• _REQUIRED ACTION_
Gather the lines from the material that contain "enum".

• _SUPPLIED DATA_
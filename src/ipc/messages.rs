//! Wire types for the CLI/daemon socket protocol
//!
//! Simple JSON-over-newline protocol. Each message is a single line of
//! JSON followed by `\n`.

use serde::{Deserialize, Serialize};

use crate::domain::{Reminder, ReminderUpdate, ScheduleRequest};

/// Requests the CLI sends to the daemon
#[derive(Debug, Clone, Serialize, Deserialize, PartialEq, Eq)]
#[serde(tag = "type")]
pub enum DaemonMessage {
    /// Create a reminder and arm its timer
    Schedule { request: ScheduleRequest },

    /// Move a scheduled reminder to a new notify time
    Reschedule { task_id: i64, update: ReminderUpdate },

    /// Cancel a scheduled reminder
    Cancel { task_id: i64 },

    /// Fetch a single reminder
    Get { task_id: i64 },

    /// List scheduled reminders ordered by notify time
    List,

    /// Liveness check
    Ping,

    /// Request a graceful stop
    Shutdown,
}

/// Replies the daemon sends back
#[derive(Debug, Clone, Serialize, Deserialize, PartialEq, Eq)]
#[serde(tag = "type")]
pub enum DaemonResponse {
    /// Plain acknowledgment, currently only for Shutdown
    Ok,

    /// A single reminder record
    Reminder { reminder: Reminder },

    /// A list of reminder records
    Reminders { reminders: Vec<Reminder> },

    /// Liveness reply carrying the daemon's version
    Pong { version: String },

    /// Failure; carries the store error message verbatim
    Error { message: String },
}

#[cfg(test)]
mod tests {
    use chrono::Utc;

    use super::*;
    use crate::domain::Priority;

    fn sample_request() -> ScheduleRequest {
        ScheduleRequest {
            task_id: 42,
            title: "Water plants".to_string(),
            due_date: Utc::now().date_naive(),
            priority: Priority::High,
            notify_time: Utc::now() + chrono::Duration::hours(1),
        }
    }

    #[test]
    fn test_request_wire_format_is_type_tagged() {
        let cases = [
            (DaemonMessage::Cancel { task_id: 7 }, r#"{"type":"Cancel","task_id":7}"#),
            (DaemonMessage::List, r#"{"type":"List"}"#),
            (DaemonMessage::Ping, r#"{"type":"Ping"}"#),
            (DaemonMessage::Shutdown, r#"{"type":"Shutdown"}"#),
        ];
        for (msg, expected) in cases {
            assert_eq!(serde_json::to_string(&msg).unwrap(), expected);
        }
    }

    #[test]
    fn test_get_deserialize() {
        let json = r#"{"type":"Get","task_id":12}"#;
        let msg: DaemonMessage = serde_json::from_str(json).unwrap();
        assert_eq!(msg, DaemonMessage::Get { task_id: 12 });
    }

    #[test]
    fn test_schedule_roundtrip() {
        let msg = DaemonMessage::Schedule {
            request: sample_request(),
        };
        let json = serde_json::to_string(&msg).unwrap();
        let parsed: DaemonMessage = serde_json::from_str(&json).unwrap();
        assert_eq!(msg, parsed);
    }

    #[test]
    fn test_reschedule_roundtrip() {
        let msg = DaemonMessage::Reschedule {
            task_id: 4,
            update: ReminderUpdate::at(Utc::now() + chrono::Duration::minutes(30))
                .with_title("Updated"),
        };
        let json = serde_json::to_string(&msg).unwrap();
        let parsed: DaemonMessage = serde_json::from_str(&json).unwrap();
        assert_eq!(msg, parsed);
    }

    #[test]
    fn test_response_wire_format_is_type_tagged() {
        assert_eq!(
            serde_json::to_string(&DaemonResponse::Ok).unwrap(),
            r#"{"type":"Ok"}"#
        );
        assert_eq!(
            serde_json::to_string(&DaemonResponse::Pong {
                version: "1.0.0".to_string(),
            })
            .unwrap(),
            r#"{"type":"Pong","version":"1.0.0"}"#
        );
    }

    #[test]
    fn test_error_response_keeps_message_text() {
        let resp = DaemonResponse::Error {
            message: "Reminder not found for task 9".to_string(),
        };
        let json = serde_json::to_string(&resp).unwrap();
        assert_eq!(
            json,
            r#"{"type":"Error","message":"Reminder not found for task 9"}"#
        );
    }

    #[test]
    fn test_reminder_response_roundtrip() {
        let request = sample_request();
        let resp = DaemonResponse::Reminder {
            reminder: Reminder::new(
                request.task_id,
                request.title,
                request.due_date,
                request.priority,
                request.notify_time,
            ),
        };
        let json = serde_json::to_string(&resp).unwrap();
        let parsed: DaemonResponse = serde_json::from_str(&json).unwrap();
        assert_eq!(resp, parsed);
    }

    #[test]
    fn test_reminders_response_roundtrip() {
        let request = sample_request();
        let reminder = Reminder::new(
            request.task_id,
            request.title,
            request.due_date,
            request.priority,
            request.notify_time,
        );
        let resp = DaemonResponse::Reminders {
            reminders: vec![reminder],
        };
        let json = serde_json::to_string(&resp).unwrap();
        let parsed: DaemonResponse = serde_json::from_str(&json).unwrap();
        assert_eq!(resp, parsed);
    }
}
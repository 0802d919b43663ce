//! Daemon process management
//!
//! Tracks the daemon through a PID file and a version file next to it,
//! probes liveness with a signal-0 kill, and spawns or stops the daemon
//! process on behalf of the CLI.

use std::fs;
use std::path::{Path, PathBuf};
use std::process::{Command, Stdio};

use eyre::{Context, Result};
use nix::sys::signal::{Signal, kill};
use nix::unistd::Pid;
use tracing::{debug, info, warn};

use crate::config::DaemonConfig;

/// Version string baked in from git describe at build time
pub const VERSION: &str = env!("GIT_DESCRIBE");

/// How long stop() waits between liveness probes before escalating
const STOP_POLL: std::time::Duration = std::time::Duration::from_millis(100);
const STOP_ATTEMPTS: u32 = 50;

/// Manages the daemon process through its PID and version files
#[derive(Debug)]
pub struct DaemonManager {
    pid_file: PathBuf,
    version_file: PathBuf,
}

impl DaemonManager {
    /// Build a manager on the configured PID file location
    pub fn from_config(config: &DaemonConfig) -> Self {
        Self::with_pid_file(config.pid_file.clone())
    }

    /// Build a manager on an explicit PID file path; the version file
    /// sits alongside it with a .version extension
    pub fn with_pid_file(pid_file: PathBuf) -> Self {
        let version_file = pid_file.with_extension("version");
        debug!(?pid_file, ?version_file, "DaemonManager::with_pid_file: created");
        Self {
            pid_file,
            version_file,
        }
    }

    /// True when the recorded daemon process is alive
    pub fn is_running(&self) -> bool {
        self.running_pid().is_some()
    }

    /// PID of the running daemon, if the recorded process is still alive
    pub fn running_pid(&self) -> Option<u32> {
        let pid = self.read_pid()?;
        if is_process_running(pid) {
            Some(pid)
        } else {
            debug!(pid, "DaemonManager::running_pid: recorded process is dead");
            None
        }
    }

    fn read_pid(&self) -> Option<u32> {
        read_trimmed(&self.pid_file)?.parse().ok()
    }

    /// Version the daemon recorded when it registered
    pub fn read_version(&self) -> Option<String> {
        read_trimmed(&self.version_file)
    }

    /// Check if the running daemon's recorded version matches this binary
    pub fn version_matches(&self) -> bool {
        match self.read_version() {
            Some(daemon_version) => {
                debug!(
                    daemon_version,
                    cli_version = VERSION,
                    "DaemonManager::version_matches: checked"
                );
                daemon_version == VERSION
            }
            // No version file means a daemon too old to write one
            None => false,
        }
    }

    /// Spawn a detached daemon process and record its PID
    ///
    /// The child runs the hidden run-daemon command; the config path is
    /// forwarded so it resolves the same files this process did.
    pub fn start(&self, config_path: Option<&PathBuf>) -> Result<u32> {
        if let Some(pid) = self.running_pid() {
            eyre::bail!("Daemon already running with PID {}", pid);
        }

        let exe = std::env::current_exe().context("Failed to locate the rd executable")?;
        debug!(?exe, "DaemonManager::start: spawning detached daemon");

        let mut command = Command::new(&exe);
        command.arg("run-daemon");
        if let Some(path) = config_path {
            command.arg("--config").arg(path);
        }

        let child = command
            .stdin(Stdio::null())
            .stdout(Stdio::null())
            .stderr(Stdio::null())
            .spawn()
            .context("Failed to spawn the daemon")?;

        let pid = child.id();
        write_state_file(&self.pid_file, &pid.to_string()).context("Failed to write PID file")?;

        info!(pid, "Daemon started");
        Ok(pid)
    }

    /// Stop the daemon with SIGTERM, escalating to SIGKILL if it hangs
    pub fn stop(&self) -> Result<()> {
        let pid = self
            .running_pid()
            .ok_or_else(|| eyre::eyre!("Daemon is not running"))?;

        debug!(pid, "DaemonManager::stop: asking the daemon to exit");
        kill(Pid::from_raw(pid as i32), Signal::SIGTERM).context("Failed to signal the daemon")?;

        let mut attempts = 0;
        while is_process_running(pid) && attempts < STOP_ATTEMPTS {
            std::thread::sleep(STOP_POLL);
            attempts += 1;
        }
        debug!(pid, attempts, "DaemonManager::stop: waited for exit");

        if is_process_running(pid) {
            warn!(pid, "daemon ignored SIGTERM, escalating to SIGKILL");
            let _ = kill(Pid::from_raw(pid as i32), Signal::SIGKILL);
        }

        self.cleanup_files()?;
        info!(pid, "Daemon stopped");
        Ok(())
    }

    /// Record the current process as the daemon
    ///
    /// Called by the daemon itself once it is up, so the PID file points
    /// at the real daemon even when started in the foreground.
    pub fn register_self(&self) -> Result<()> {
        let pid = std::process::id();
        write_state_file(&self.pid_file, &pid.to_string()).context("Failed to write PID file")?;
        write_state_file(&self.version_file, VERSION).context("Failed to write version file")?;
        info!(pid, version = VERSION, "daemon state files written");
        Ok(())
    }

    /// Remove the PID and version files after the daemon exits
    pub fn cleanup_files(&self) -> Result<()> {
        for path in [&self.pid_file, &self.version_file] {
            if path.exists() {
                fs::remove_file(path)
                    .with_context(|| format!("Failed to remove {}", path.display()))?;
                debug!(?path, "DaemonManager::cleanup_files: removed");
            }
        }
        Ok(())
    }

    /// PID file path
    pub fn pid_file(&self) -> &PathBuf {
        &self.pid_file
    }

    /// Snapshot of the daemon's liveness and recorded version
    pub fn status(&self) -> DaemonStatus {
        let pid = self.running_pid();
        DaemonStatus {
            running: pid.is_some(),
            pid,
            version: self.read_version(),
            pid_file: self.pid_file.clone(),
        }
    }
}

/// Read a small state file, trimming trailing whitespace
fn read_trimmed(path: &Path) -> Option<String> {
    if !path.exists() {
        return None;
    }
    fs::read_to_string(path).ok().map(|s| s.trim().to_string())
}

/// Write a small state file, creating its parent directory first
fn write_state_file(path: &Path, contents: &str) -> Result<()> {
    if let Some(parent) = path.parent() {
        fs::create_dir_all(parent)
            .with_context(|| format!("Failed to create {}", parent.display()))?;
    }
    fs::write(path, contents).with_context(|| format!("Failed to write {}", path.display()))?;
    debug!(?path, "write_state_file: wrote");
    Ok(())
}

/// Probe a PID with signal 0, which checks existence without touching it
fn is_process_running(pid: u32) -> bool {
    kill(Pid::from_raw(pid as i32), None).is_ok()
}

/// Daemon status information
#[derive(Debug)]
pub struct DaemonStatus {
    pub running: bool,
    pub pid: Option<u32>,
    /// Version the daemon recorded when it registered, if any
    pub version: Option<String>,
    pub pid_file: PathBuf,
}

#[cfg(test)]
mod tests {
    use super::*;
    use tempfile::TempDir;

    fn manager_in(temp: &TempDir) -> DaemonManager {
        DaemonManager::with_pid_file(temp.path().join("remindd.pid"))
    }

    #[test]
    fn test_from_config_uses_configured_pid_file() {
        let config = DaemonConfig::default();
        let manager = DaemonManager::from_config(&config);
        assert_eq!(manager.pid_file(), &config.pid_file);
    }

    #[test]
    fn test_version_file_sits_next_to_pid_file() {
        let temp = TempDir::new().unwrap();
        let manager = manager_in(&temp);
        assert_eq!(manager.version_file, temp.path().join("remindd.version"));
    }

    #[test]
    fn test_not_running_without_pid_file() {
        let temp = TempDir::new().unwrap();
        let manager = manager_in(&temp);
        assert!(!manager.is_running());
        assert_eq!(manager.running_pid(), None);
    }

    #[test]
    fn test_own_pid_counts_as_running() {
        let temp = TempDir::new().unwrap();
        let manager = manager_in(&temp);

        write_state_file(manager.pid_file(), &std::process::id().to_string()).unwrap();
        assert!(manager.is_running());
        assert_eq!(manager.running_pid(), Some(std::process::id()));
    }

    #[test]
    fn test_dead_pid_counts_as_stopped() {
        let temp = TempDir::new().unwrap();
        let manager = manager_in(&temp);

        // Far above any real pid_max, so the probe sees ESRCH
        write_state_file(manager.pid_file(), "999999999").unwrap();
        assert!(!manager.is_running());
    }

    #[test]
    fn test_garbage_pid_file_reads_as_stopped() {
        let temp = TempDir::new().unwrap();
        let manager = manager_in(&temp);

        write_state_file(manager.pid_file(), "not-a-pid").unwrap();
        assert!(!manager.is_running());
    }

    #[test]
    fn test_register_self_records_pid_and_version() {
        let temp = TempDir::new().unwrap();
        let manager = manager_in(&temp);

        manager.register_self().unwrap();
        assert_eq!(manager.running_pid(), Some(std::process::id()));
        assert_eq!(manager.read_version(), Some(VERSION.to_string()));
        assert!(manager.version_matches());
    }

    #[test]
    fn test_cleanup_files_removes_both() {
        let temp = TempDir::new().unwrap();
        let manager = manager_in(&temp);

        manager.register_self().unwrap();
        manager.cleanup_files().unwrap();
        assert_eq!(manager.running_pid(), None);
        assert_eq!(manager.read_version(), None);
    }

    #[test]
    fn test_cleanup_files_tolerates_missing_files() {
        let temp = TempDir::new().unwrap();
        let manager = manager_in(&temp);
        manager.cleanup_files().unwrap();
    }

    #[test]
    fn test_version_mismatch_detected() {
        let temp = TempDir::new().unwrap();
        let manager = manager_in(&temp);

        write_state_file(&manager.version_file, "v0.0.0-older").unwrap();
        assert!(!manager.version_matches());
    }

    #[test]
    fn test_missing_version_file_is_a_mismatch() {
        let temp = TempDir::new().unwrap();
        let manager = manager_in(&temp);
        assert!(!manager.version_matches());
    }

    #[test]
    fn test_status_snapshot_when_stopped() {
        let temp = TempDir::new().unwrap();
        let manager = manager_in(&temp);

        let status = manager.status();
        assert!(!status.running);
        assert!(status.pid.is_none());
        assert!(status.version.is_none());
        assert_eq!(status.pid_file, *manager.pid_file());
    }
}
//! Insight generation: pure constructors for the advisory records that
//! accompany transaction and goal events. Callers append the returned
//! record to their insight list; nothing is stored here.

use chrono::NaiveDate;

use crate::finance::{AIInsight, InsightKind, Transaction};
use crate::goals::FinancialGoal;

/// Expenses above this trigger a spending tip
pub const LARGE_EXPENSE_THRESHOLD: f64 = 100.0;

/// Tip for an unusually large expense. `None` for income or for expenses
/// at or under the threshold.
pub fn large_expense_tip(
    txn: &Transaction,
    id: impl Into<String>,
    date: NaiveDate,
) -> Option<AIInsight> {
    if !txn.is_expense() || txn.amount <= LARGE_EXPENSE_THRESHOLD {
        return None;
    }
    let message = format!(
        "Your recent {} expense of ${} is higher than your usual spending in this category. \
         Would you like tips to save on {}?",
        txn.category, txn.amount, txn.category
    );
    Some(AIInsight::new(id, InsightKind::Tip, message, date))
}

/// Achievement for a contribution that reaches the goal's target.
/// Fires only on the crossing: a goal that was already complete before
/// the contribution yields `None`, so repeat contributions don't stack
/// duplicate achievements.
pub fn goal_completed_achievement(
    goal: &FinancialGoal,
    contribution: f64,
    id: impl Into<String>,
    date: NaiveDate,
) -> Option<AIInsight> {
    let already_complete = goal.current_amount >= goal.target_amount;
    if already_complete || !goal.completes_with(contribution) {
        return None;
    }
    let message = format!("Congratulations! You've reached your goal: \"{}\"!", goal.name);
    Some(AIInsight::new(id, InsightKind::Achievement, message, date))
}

• _SOLUTION TO THE EXERCISE_
pub enum DaemonMessage {
pub enum DaemonResponse {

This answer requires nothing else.